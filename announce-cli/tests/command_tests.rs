//! Command behavior against an in-memory host database with scripted input

use announce_cli::commands::{self, Outcome, PostArgs};
use announce_cli::Console;
use announce_common::db::init_schema;
use announce_common::AnnouncementConfig;
use chrono::{Duration, Utc};
use sqlx::sqlite::SqlitePoolOptions;
use sqlx::SqlitePool;

async fn host_db() -> SqlitePool {
    let pool = SqlitePoolOptions::new()
        .max_connections(1)
        .connect("sqlite::memory:")
        .await
        .unwrap();

    for sql in [
        "CREATE TABLE users (id INTEGER PRIMARY KEY, email TEXT NOT NULL)",
        "CREATE TABLE shop_order (id INTEGER PRIMARY KEY, user_id INTEGER NOT NULL REFERENCES users(id))",
        "CREATE TABLE blog_post (id INTEGER PRIMARY KEY, author_id INTEGER REFERENCES users(id))",
        "INSERT INTO users (id, email) VALUES (1, 'a@example.com'), (2, 'b@example.com'), (3, 'c@example.com')",
        "INSERT INTO shop_order (user_id) VALUES (1), (2), (2)",
        "INSERT INTO blog_post (author_id) VALUES (2)",
    ] {
        sqlx::query(sql).execute(&pool).await.unwrap();
    }

    init_schema(&pool).await.unwrap();
    pool
}

fn console(input: &str, assume_yes: bool) -> Console<&[u8], Vec<u8>> {
    Console::new(input.as_bytes(), Vec::new(), assume_yes)
}

fn output(console: Console<&[u8], Vec<u8>>) -> String {
    String::from_utf8(console.into_output()).unwrap()
}

async fn count(pool: &SqlitePool, table: &str) -> i64 {
    sqlx::query_scalar(&format!("SELECT COUNT(*) FROM {}", table))
        .fetch_one(pool)
        .await
        .unwrap()
}

#[tokio::test]
async fn test_generate_audiences_after_invalid_answer() {
    let pool = host_db().await;
    let config = AnnouncementConfig::default();

    let mut c = console("maybe\ny\n", false);
    let outcome = commands::generate_audiences(&pool, &config, &mut c).await.unwrap();
    let text = output(c);

    assert_eq!(outcome, Outcome::Completed);
    assert!(text.contains("1. Post (blog_post)"));
    assert!(text.contains("2. Order (shop_order)"));
    assert!(text.contains("Invalid input. Please type 'y' (Yes) or 'n' (No)."));
    assert!(text.contains("Created audience: Post"));
    assert!(text.contains("Created audience: Order"));
    assert!(text.trim_end().ends_with("Finished creating audiences!"));
    assert_eq!(count(&pool, "announcement_audience").await, 2);
}

#[tokio::test]
async fn test_generate_audiences_declined_writes_nothing() {
    let pool = host_db().await;
    let config = AnnouncementConfig::default();

    let mut c = console("N\n", false);
    let outcome = commands::generate_audiences(&pool, &config, &mut c).await.unwrap();
    let text = output(c);

    assert_eq!(outcome, Outcome::Cancelled);
    assert!(text.contains("generate_audiences.exclude_models"));
    assert!(!text.contains("Created audience"));
    assert_eq!(count(&pool, "announcement_audience").await, 0);
}

#[tokio::test]
async fn test_generate_audiences_rerun_reports_nothing_new() {
    let pool = host_db().await;
    let config = AnnouncementConfig::default();

    let mut c = console("", true);
    commands::generate_audiences(&pool, &config, &mut c).await.unwrap();

    let mut c = console("", true);
    let outcome = commands::generate_audiences(&pool, &config, &mut c).await.unwrap();
    let text = output(c);

    assert_eq!(outcome, Outcome::Completed);
    assert!(text.contains("No new audiences needed to be created."));
    assert_eq!(count(&pool, "announcement_audience").await, 2);
}

#[tokio::test]
async fn test_generate_audiences_with_everything_excluded() {
    let pool = host_db().await;
    let mut config = AnnouncementConfig::default();
    config.exclude_apps.insert("shop".to_string());
    config.exclude_models.insert("post".to_string());

    let mut c = console("", false);
    let outcome = commands::generate_audiences(&pool, &config, &mut c).await.unwrap();

    assert_eq!(outcome, Outcome::NothingToDo);
    assert_eq!(
        output(c).trim_end(),
        "No related models found to create audiences."
    );
}

#[tokio::test]
async fn test_generate_profiles_requires_audiences() {
    let pool = host_db().await;
    let config = AnnouncementConfig::default();

    let mut c = console("y\n", false);
    let outcome = commands::generate_profiles(&pool, &config, &mut c).await.unwrap();
    let text = output(c);

    assert_eq!(outcome, Outcome::Failed);
    assert_eq!(outcome.exit_code(), std::process::ExitCode::FAILURE);
    assert!(text.contains("run the 'generate-audiences' command first"));
    assert_eq!(count(&pool, "announcement_profile").await, 0);
}

#[tokio::test]
async fn test_generate_profiles_end_of_input_cancels() {
    let pool = host_db().await;
    let config = AnnouncementConfig::default();
    commands::generate_audiences(&pool, &config, &mut console("", true))
        .await
        .unwrap();

    let mut c = console("", false);
    let outcome = commands::generate_profiles(&pool, &config, &mut c).await.unwrap();

    assert_eq!(outcome, Outcome::Cancelled);
    assert!(output(c).contains("No changes made."));
    assert_eq!(count(&pool, "announcement_profile").await, 0);
}

#[tokio::test]
async fn test_generate_profiles_then_show_profile() {
    let pool = host_db().await;
    let config = AnnouncementConfig::default();
    commands::generate_audiences(&pool, &config, &mut console("", true))
        .await
        .unwrap();

    let mut c = console("", true);
    let outcome = commands::generate_profiles(&pool, &config, &mut c).await.unwrap();
    let text = output(c);

    assert_eq!(outcome, Outcome::Completed);
    assert!(text.contains("Related users: 2, profiles created: 2, memberships added: 3"));
    assert!(text.contains("All users have been assigned to audiences successfully."));

    let mut c = console("", false);
    commands::show_profile(&pool, "2", false, &mut c).await.unwrap();
    let text = output(c);
    assert!(text.contains("User:     2"));
    assert!(text.contains("  - Order"));
    assert!(text.contains("  - Post"));

    let mut c = console("", false);
    commands::show_profile(&pool, "1", true, &mut c).await.unwrap();
    let view: serde_json::Value = serde_json::from_str(&output(c)).unwrap();
    assert_eq!(view["user_id"], "1");
    assert_eq!(view["audiences"].as_array().unwrap().len(), 1);
    assert_eq!(view["audiences"][0]["name"], "Order");

    let mut c = console("", false);
    let outcome = commands::show_profile(&pool, "3", false, &mut c).await.unwrap();
    assert_eq!(outcome, Outcome::Failed);
}

#[tokio::test]
async fn test_list_audiences_json_counts_members() {
    let pool = host_db().await;
    let config = AnnouncementConfig::default();
    commands::generate_audiences(&pool, &config, &mut console("", true))
        .await
        .unwrap();
    commands::generate_profiles(&pool, &config, &mut console("", true))
        .await
        .unwrap();

    let mut c = console("", false);
    commands::list_audiences(&pool, true, &mut c).await.unwrap();
    let listed: serde_json::Value = serde_json::from_str(&output(c)).unwrap();
    let listed = listed.as_array().unwrap();

    assert_eq!(listed.len(), 2);
    assert_eq!(listed[0]["name"], "Order");
    assert_eq!(listed[0]["members"], 2);
    assert_eq!(listed[1]["name"], "Post");
    assert_eq!(listed[1]["members"], 1);
    assert_eq!(listed[1]["description"], "Auto-created audience for Post");
}

#[tokio::test]
async fn test_post_and_feed() {
    let pool = host_db().await;
    let config = AnnouncementConfig::default();
    commands::generate_audiences(&pool, &config, &mut console("", true))
        .await
        .unwrap();
    commands::generate_profiles(&pool, &config, &mut console("", true))
        .await
        .unwrap();

    let now = Utc::now().naive_utc();

    let mut c = console("", false);
    let outcome = commands::post(
        &pool,
        PostArgs {
            title: "Writers' meetup".to_string(),
            content: "Friday at six".to_string(),
            audiences: vec!["Post".to_string(), "Newsletter".to_string()],
            category: None,
            published_at: None,
            expires_at: None,
        },
        &mut c,
    )
    .await
    .unwrap();
    assert_eq!(outcome, Outcome::Failed);
    assert!(output(c).contains("Unknown audience(s): Newsletter"));
    assert_eq!(count(&pool, "announcement_announcement").await, 0);

    let mut c = console("", false);
    let outcome = commands::post(
        &pool,
        PostArgs {
            title: "Writers' meetup".to_string(),
            content: "Friday at six".to_string(),
            audiences: vec!["Post".to_string()],
            category: Some("Events".to_string()),
            published_at: Some(now - Duration::minutes(5)),
            expires_at: Some(now + Duration::days(3)),
        },
        &mut c,
    )
    .await
    .unwrap();
    assert_eq!(outcome, Outcome::Completed);

    let mut c = console("", false);
    commands::feed(&pool, "2", now, false, &mut c).await.unwrap();
    let text = output(c);
    assert!(text.contains("Writers' meetup"));
    assert!(text.contains("    Friday at six"));

    let mut c = console("", false);
    let outcome = commands::feed(&pool, "1", now, false, &mut c).await.unwrap();
    assert_eq!(outcome, Outcome::NothingToDo);
    assert!(output(c).contains("No active announcements for user '1'."));
}

#[tokio::test]
async fn test_rejected_post_writes_nothing() {
    let pool = host_db().await;
    let config = AnnouncementConfig::default();
    commands::generate_audiences(&pool, &config, &mut console("", true))
        .await
        .unwrap();

    let mut c = console("", false);
    let outcome = commands::post(
        &pool,
        PostArgs {
            title: "Old news".to_string(),
            content: "Already over".to_string(),
            audiences: vec!["Order".to_string()],
            category: Some("Brand New".to_string()),
            published_at: None,
            expires_at: Some(Utc::now().naive_utc() - Duration::hours(1)),
        },
        &mut c,
    )
    .await
    .unwrap();

    assert_eq!(outcome, Outcome::Failed);
    assert!(output(c).contains("Invalid announcement"));
    assert_eq!(count(&pool, "announcement_category").await, 0);
    assert_eq!(count(&pool, "announcement_announcement").await, 0);
}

....................

▶ _Activity_: How many of the lines above include "users"? Only the number should be given.

▶ _Exercise solution_: 6